(Input begins)
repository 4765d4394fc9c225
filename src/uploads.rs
//! Upload Namer
//!
//! Stores uploaded image bytes and hands back the path they were written to.
//! The record store keeps that path as an opaque string.
//!
//! ## Layout
//! ```text
//! {uploads_dir}/
//!   ├── avatars/          member avatars
//!   └── achievements/     badge images
//! ```
//! Files are named `{unix_nanos}{ext}`; the extension comes from the
//! filename hint and defaults to `.jpg`.

use std::fs::{self, OpenOptions};
use std::io::{ErrorKind, Write};
use std::path::{Path, PathBuf};
use std::time::{SystemTime, UNIX_EPOCH};

use crate::config::Config;
use crate::error::{BoardError, Result};

/// Extension used when the hint carries none
const DEFAULT_EXTENSION: &str = ".jpg";

/// Attempts at finding a free name before giving up
const MAX_NAME_ATTEMPTS: u32 = 64;

/// What an upload is for; decides the target directory
#[derive(Debug, Clone, Copy, PartialEq, Eq)]
pub enum UploadKind {
    Avatar,
    Achievement,
}

impl UploadKind {
    fn dir_name(self) -> &'static str {
        match self {
            UploadKind::Avatar => "avatars",
            UploadKind::Achievement => "achievements",
        }
    }
}

/// Writes uploads beneath a root directory
#[derive(Debug, Clone)]
pub struct UploadNamer {
    root: PathBuf,
    max_bytes: usize,
}

impl UploadNamer {
    /// Create the namer and its target directories
    pub fn open(config: &Config) -> Result<Self> {
        let namer = Self {
            root: config.uploads_dir.clone(),
            max_bytes: config.max_upload_bytes,
        };
        for kind in [UploadKind::Avatar, UploadKind::Achievement] {
            fs::create_dir_all(namer.dir(kind))?;
        }
        Ok(namer)
    }

    /// Directory uploads of `kind` are written to
    pub fn dir(&self, kind: UploadKind) -> PathBuf {
        self.root.join(kind.dir_name())
    }

    /// Store `bytes` and return the path written
    ///
    /// The returned path is `uploads_dir`-relative as configured, e.g.
    /// `uploads/avatars/1714557600123456789.png`.
    pub fn store(&self, kind: UploadKind, hint: &str, bytes: &[u8]) -> Result<String> {
        if bytes.len() > self.max_bytes {
            return Err(BoardError::InvalidInput(format!(
                "upload of {} bytes exceeds limit of {} bytes",
                bytes.len(),
                self.max_bytes
            )));
        }

        let ext = extension_of(hint);
        let dir = self.dir(kind);
        let mut stamp = unix_nanos();

        for _ in 0..MAX_NAME_ATTEMPTS {
            let path = dir.join(format!("{}{}", stamp, ext));
            match OpenOptions::new().write(true).create_new(true).open(&path) {
                Ok(mut file) => {
                    file.write_all(bytes)?;
                    file.sync_all()?;
                    tracing::debug!("Stored {} byte upload at {}", bytes.len(), path.display());
                    return Ok(path.to_string_lossy().into_owned());
                }
                Err(e) if e.kind() == ErrorKind::AlreadyExists => stamp += 1,
                Err(e) => return Err(e.into()),
            }
        }

        Err(BoardError::Io(std::io::Error::new(
            ErrorKind::AlreadyExists,
            format!("no free upload name in {}", dir.display()),
        )))
    }
}

/// Extension of `hint` including the leading dot, or the default
fn extension_of(hint: &str) -> String {
    match Path::new(hint).extension().and_then(|e| e.to_str()) {
        Some(ext) if !ext.is_empty() => format!(".{}", ext),
        _ => DEFAULT_EXTENSION.to_string(),
    }
}

fn unix_nanos() -> u128 {
    SystemTime::now()
        .duration_since(UNIX_EPOCH)
        .map(|d| d.as_nanos())
        .unwrap_or(0)
}
pub mod match_service;
pub mod player_service;

pub use match_service::MatchService;
pub use player_service::PlayerService;
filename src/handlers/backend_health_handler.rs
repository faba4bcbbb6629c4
use actix_web::HttpResponse;
use serde_json::json;

pub async fn backend_health_check() -> HttpResponse {
    HttpResponse::Ok().json(json!({
        "status": "UP"
    }))
}
// src/routes/matches.rs
use actix_web::{get, post, put, web, HttpResponse, Result};
use uuid::Uuid;

use crate::config::settings::ServiceSettings;
use crate::db::store::RivalryStore;
use crate::handlers::match_handler;
use crate::models::match_record::{MatchPayload, ReverseMatchRequest};

/// Match history, newest first
#[get("/history")]
pub async fn get_history(
    store: web::Data<dyn RivalryStore>,
    settings: web::Data<ServiceSettings>,
) -> Result<HttpResponse> {
    match_handler::get_history(store, settings).await
}

/// Record a match and update both players
#[post("/matches")]
pub async fn submit_match(
    payload: web::Json<MatchPayload>,
    store: web::Data<dyn RivalryStore>,
    settings: web::Data<ServiceSettings>,
) -> Result<HttpResponse> {
    match_handler::submit_match(payload, store, settings).await
}

/// Undo a match, optionally dropping its log entry
#[post("/matches/reverse")]
pub async fn reverse_match(
    request: web::Json<ReverseMatchRequest>,
    store: web::Data<dyn RivalryStore>,
    settings: web::Data<ServiceSettings>,
) -> Result<HttpResponse> {
    match_handler::reverse_match(request, store, settings).await
}

/// Overwrite a logged match
#[put("/matches/{id}")]
pub async fn update_match(
    path: web::Path<Uuid>,
    payload: web::Json<MatchPayload>,
    store: web::Data<dyn RivalryStore>,
    settings: web::Data<ServiceSettings>,
) -> Result<HttpResponse> {
    match_handler::update_match(path.into_inner(), payload, store, settings).await
}
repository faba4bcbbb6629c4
// src/models/player.rs
use chrono::{DateTime, Utc};
use serde::{Deserialize, Serialize};
use sqlx::FromRow;
use std::ops::Neg;
use uuid::Uuid;

use crate::error::TrackerError;

/// Aggregate counters kept for each player of the rivalry
#[derive(Debug, FromRow, Serialize, Deserialize, Clone, Copy, Default, PartialEq, Eq)]
#[serde(rename_all = "camelCase", default)]
pub struct PlayerStats {
    pub total_matches: i32,
    /// Effective goals, including own goals the opponent put in their own net
    pub total_goals: i32,
    pub wins: i32,
    pub draws: i32,
    pub losses: i32,
    pub penalty_goals: i32,
    pub freekick_goals: i32,
    pub corner_goals: i32,
    pub own_goals: i32,
}

impl PlayerStats {
    /// Counters after adding `inc`, or `None` if any of them leaves the i32 range
    pub fn checked_add(&self, inc: &StatIncrements) -> Option<PlayerStats> {
        Some(PlayerStats {
            total_matches: self.total_matches.checked_add(inc.total_matches)?,
            total_goals: self.total_goals.checked_add(inc.total_goals)?,
            wins: self.wins.checked_add(inc.wins)?,
            draws: self.draws.checked_add(inc.draws)?,
            losses: self.losses.checked_add(inc.losses)?,
            penalty_goals: self.penalty_goals.checked_add(inc.penalty_goals)?,
            freekick_goals: self.freekick_goals.checked_add(inc.freekick_goals)?,
            corner_goals: self.corner_goals.checked_add(inc.corner_goals)?,
            own_goals: self.own_goals.checked_add(inc.own_goals)?,
        })
    }
}

#[derive(Debug, FromRow, Serialize, Deserialize, Clone, PartialEq)]
#[serde(rename_all = "camelCase")]
pub struct Player {
    pub id: Uuid,
    pub name: String,
    #[sqlx(flatten)]
    pub stats: PlayerStats,
    pub conceded_matches: i32,
    pub created_at: DateTime<Utc>,
    pub updated_at: DateTime<Utc>,
}

impl Player {
    pub fn new(name: impl Into<String>) -> Self {
        let now = Utc::now();
        Self {
            id: Uuid::new_v4(),
            name: name.into(),
            stats: PlayerStats::default(),
            conceded_matches: 0,
            created_at: now,
            updated_at: now,
        }
    }

    /// This player with every counter of `inc` added. Nothing is changed on error.
    pub fn with_increments(&self, inc: &StatIncrements) -> Result<Player, TrackerError> {
        let stats = self.stats.checked_add(inc);
        let conceded_matches = self.conceded_matches.checked_add(inc.conceded_matches);
        match (stats, conceded_matches) {
            (Some(stats), Some(conceded_matches)) => Ok(Player {
                stats,
                conceded_matches,
                updated_at: Utc::now(),
                ..self.clone()
            }),
            _ => Err(TrackerError::counter_out_of_range(&self.name)),
        }
    }

    pub fn apply_increments(&mut self, inc: &StatIncrements) -> Result<(), TrackerError> {
        *self = self.with_increments(inc)?;
        Ok(())
    }

    /// Overwrite the counters present in `fields`, leaving the rest untouched
    pub fn replace_fields(&mut self, fields: &PlayerFieldsUpdate) {
        if let Some(patch) = &fields.stats {
            let stats = &mut self.stats;
            stats.total_matches = patch.total_matches.unwrap_or(stats.total_matches);
            stats.total_goals = patch.total_goals.unwrap_or(stats.total_goals);
            stats.wins = patch.wins.unwrap_or(stats.wins);
            stats.draws = patch.draws.unwrap_or(stats.draws);
            stats.losses = patch.losses.unwrap_or(stats.losses);
            stats.penalty_goals = patch.penalty_goals.unwrap_or(stats.penalty_goals);
            stats.freekick_goals = patch.freekick_goals.unwrap_or(stats.freekick_goals);
            stats.corner_goals = patch.corner_goals.unwrap_or(stats.corner_goals);
            stats.own_goals = patch.own_goals.unwrap_or(stats.own_goals);
        }
        if let Some(conceded) = fields.conceded_matches {
            self.conceded_matches = conceded;
        }
        self.updated_at = Utc::now();
    }
}

/// Signed deltas for one player record. Zero means the counter is left as is.
///
/// Keys may be sent either plain (`wins`) or as the dotted document path
/// (`stats.wins`) older clients use.
#[derive(Debug, Serialize, Deserialize, Clone, Copy, Default, PartialEq, Eq)]
#[serde(rename_all = "camelCase", default, deny_unknown_fields)]
pub struct StatIncrements {
    #[serde(alias = "stats.totalMatches")]
    pub total_matches: i32,
    #[serde(alias = "stats.totalGoals")]
    pub total_goals: i32,
    #[serde(alias = "stats.wins")]
    pub wins: i32,
    #[serde(alias = "stats.draws")]
    pub draws: i32,
    #[serde(alias = "stats.losses")]
    pub losses: i32,
    #[serde(alias = "stats.penaltyGoals")]
    pub penalty_goals: i32,
    #[serde(alias = "stats.freekickGoals")]
    pub freekick_goals: i32,
    #[serde(alias = "stats.cornerGoals")]
    pub corner_goals: i32,
    #[serde(alias = "stats.ownGoals")]
    pub own_goals: i32,
    pub conceded_matches: i32,
}

impl StatIncrements {
    pub fn is_empty(&self) -> bool {
        *self == Self::default()
    }
}

impl Neg for StatIncrements {
    type Output = StatIncrements;

    fn neg(self) -> Self::Output {
        StatIncrements {
            total_matches: -self.total_matches,
            total_goals: -self.total_goals,
            wins: -self.wins,
            draws: -self.draws,
            losses: -self.losses,
            penalty_goals: -self.penalty_goals,
            freekick_goals: -self.freekick_goals,
            corner_goals: -self.corner_goals,
            own_goals: -self.own_goals,
            conceded_matches: -self.conceded_matches,
        }
    }
}

#[derive(Debug, Serialize, Deserialize, Clone, Copy, Default, PartialEq, Eq)]
#[serde(rename_all = "camelCase", default, deny_unknown_fields)]
pub struct StatsPatch {
    pub total_matches: Option<i32>,
    pub total_goals: Option<i32>,
    pub wins: Option<i32>,
    pub draws: Option<i32>,
    pub losses: Option<i32>,
    pub penalty_goals: Option<i32>,
    pub freekick_goals: Option<i32>,
    pub corner_goals: Option<i32>,
    pub own_goals: Option<i32>,
}

impl StatsPatch {
    pub fn values(&self) -> [Option<i32>; 9] {
        [
            self.total_matches,
            self.total_goals,
            self.wins,
            self.draws,
            self.losses,
            self.penalty_goals,
            self.freekick_goals,
            self.corner_goals,
            self.own_goals,
        ]
    }
}

/// Direct stat edit: replaces the given counters outright
#[derive(Debug, Serialize, Deserialize, Clone, Default, PartialEq, Eq)]
#[serde(rename_all = "camelCase", default, deny_unknown_fields)]
pub struct PlayerFieldsUpdate {
    pub stats: Option<StatsPatch>,
    pub conceded_matches: Option<i32>,
}

#[cfg(test)]
mod tests {
    use super::*;

    #[test]
    fn test_overflowing_increment_leaves_player_unchanged() {
        let mut player = Player::new("Shakthi");
        player
            .apply_increments(&StatIncrements { wins: i32::MAX, ..Default::default() })
            .unwrap();
        let before = player.clone();

        let result = player.apply_increments(&StatIncrements {
            total_matches: 5,
            wins: 1,
            ..Default::default()
        });

        assert!(matches!(result, Err(TrackerError::Validation(_))));
        assert_eq!(player, before);
    }
}
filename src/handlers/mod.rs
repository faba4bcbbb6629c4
pub mod admin_handler;
pub mod backend_health_handler;
pub mod match_handler;
pub mod player_handler;
use actix_web::{http, web, App, HttpResponse, HttpServer};
use actix_web::error::InternalError;
use actix_web::dev::Server;
use tracing_actix_web::TracingLogger;
use std::net::TcpListener;
use std::sync::Arc;
use actix_cors::Cors;

pub mod config;
mod routes;
mod handlers;
pub mod models;
pub mod db;
pub mod error;
pub mod game;
pub mod services;
pub mod telemetry;
use crate::routes::init_routes;
use crate::config::settings::ServiceSettings;
use crate::db::store::RivalryStore;
use crate::models::common::ApiResponse;

pub fn run(
    listener: TcpListener,
    store: Arc<dyn RivalryStore>,
    settings: ServiceSettings,
) -> Result<Server, std::io::Error> {
    // Wrap using web::Data, which boils down to an Arc smart pointer
    let store_data: web::Data<dyn RivalryStore> = web::Data::from(store);
    let settings_data = web::Data::new(settings);

    let server = HttpServer::new( move || {
        let cors = build_cors(&settings_data.allowed_origins);

        App::new()
            .wrap(TracingLogger::default())
            .wrap(cors)
            .app_data(json_config())
            .app_data(path_config())
            // Get a pointer copy and attach it to the application state
            .app_data(store_data.clone())
            .app_data(settings_data.clone())
            .configure(init_routes)
    })
    .listen(listener)?
    .run();

    Ok(server)
}

/// An empty list or a `*` entry lets any origin through
fn build_cors(allowed_origins: &[String]) -> Cors {
    let mut cors = Cors::default()
        .allowed_methods(vec!["GET", "POST", "PUT", "DELETE", "PATCH"])
        .allowed_headers(vec![
            http::header::ACCEPT,
            http::header::CONTENT_TYPE,
        ])
        .max_age(3600);

    if allowed_origins.is_empty() || allowed_origins.iter().any(|o| o == "*") {
        cors = cors.allow_any_origin();
    } else {
        for origin in allowed_origins {
            cors = cors.allowed_origin(origin);
        }
    }
    cors
}

/// Malformed bodies (bad `result`, missing `matchDate`, unknown stat keys) answer in the usual envelope
fn json_config() -> web::JsonConfig {
    web::JsonConfig::default().error_handler(|err, _req| {
        let detail = err.to_string();
        tracing::warn!("Rejected request body: {}", detail);
        let response = HttpResponse::BadRequest()
            .json(ApiResponse::<()>::error_with_message("Invalid request body", detail));
        InternalError::from_response(err, response).into()
    })
}

fn path_config() -> web::PathConfig {
    web::PathConfig::default().error_handler(|err, _req| {
        let detail = err.to_string();
        let response = HttpResponse::BadRequest()
            .json(ApiResponse::<()>::error_with_message("Invalid path parameter", detail));
        InternalError::from_response(err, response).into()
    })
}
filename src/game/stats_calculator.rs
use serde::{Deserialize, Serialize};

use crate::error::TrackerError;
use crate::models::common::{MatchResult, Role};
use crate::models::match_record::MatchGoals;
use crate::models::player::StatIncrements;

/// Whether a match is being applied to the standings or taken back out
#[derive(Debug, Serialize, Deserialize, Clone, Copy, PartialEq, Eq)]
#[serde(rename_all = "lowercase")]
pub enum Multiplier {
    Apply,
    Reverse,
}

impl Multiplier {
    pub fn factor(&self) -> i32 {
        match self {
            Multiplier::Apply => 1,
            Multiplier::Reverse => -1,
        }
    }
}

/// Increment sets for both sides of one match
#[derive(Debug, Serialize, Deserialize, Clone, Copy, Default, PartialEq, Eq)]
pub struct MatchDeltas {
    pub me: StatIncrements,
    pub friend: StatIncrements,
}

impl MatchDeltas {
    pub fn for_role(&self, role: Role) -> &StatIncrements {
        match role {
            Role::Me => &self.me,
            Role::Friend => &self.friend,
        }
    }
}

pub struct StatCalculator;

impl StatCalculator {
    /// Translate one match into the counter changes of both players.
    ///
    /// Goal counts are taken as given; negative inputs are not rejected here
    /// and flow straight into the deltas. Sums that do not fit a counter are
    /// a validation error.
    pub fn calculate(
        result: MatchResult,
        goals: &MatchGoals,
        multiplier: Multiplier,
    ) -> Result<MatchDeltas, TrackerError> {
        Ok(MatchDeltas {
            me: Self::side_increments(Role::Me, result, goals, multiplier)?,
            friend: Self::side_increments(Role::Friend, result.inverse(), goals, multiplier)?,
        })
    }

    /// `outcome` is the result from this side's own point of view
    fn side_increments(
        role: Role,
        outcome: MatchResult,
        goals: &MatchGoals,
        multiplier: Multiplier,
    ) -> Result<StatIncrements, TrackerError> {
        let m = multiplier.factor();
        let out_of_range = || TrackerError::Validation(format!("Goal counts for {} are out of range", role));
        let scale = |value: Option<i32>| value.and_then(|v| v.checked_mul(m)).ok_or_else(out_of_range);

        let side = goals.side(role);
        let conceded = goals.effective_goals(role.opponent()).ok_or_else(out_of_range)? > 0;

        let mut inc = StatIncrements {
            total_matches: m,
            total_goals: scale(goals.effective_goals(role))?,
            penalty_goals: scale(Some(side.penalty))?,
            freekick_goals: scale(Some(side.freekick))?,
            corner_goals: scale(Some(side.corner))?,
            own_goals: scale(Some(side.own))?,
            conceded_matches: if conceded { m } else { 0 },
            ..StatIncrements::default()
        };

        match outcome {
            MatchResult::Win => inc.wins = m,
            MatchResult::Draw => inc.draws = m,
            MatchResult::Loss => inc.losses = m,
        }

        Ok(inc)
    }
}
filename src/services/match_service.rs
use serde::{Deserialize, Serialize};
use std::sync::Arc;
use uuid::Uuid;

use crate::db::store::{LogChange, RivalryStore};
use crate::error::TrackerError;
use crate::game::match_validator::MatchValidator;
use crate::game::roster::Roster;
use crate::game::stats_calculator::{Multiplier, StatCalculator};
use crate::models::common::Role;
use crate::models::match_record::{MatchPayload, MatchRecord, ReverseMatchRequest};
use crate::models::player::Player;

/// Both players and the new log entry after a submission
#[derive(Debug, Serialize, Deserialize, Clone)]
pub struct SubmittedMatch {
    pub me: Player,
    pub friend: Player,
    #[serde(rename = "match")]
    pub match_record: MatchRecord,
}

/// Both players after a reversal
#[derive(Debug, Serialize, Deserialize, Clone)]
#[serde(rename_all = "camelCase")]
pub struct ReversedMatch {
    pub me: Player,
    pub friend: Player,
    #[serde(skip_serializing_if = "Option::is_none")]
    pub removed_match_id: Option<Uuid>,
}

/// Applies, reverses and edits matches against the roster's two players
pub struct MatchService {
    store: Arc<dyn RivalryStore>,
    roster: Roster,
    validator: MatchValidator,
}

impl MatchService {
    pub fn new(store: Arc<dyn RivalryStore>, roster: Roster) -> Self {
        Self {
            store,
            roster,
            validator: MatchValidator::new(),
        }
    }

    /// Log a new match and add it to both players' stats in one unit
    #[tracing::instrument(
        name = "Submit match",
        skip(self, payload),
        fields(result = %payload.result, match_date = %payload.match_date)
    )]
    pub async fn submit_match(&self, payload: &MatchPayload) -> Result<SubmittedMatch, TrackerError> {
        self.validator.validate_payload(payload)?;

        let deltas = StatCalculator::calculate(payload.result, &payload.goals, Multiplier::Apply)?;
        let applied = self
            .store
            .apply_match(&self.roster, &deltas, LogChange::Append(payload))
            .await?;

        // An append always hands back the stored row
        let match_record = applied
            .logged
            .ok_or(TrackerError::Database(sqlx::Error::RowNotFound))?;

        tracing::info!(
            "Recorded match {}: {} {} - {} {}",
            match_record.id,
            self.roster.me,
            deltas.for_role(Role::Me).total_goals,
            deltas.for_role(Role::Friend).total_goals,
            self.roster.friend
        );

        Ok(SubmittedMatch {
            me: applied.me,
            friend: applied.friend,
            match_record,
        })
    }

    /// Take a previously applied match back out of both players' stats.
    ///
    /// When the request names a log entry it is deleted in the same unit; a
    /// missing entry aborts the reversal so a match cannot be undone twice.
    #[tracing::instrument(
        name = "Reverse match",
        skip(self, request),
        fields(result = %request.result, match_id = ?request.match_id)
    )]
    pub async fn reverse_match(&self, request: &ReverseMatchRequest) -> Result<ReversedMatch, TrackerError> {
        self.validator.validate_goals(&request.goals)?;

        let deltas = StatCalculator::calculate(request.result, &request.goals, Multiplier::Reverse)?;
        let log = match request.match_id {
            Some(id) => LogChange::Remove(id),
            None => LogChange::Keep,
        };
        let applied = self.store.apply_match(&self.roster, &deltas, log).await?;

        tracing::info!("Reversed {} match (log entry: {:?})", request.result, request.match_id);

        Ok(ReversedMatch {
            me: applied.me,
            friend: applied.friend,
            removed_match_id: request.match_id,
        })
    }

    /// Overwrite a logged match. Player stats are left alone.
    #[tracing::instrument(name = "Update match", skip(self, payload), fields(match_id = %id))]
    pub async fn update_match(&self, id: Uuid, payload: &MatchPayload) -> Result<MatchRecord, TrackerError> {
        self.validator.validate_payload(payload)?;
        self.store.update_match(id, payload).await
    }

    pub async fn history(&self) -> Result<Vec<MatchRecord>, TrackerError> {
        self.store.list_matches().await
    }
}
(Input ends)
■ Task description ■
In the entries above, find each line with the string "missing" and copy it.

■ Your solution ■
/// Malformed bodies (bad `result`, missing `matchDate`, unknown stat keys) answer in the usual envelope
    /// missing entry aborts the reversal so a match cannot be undone twice.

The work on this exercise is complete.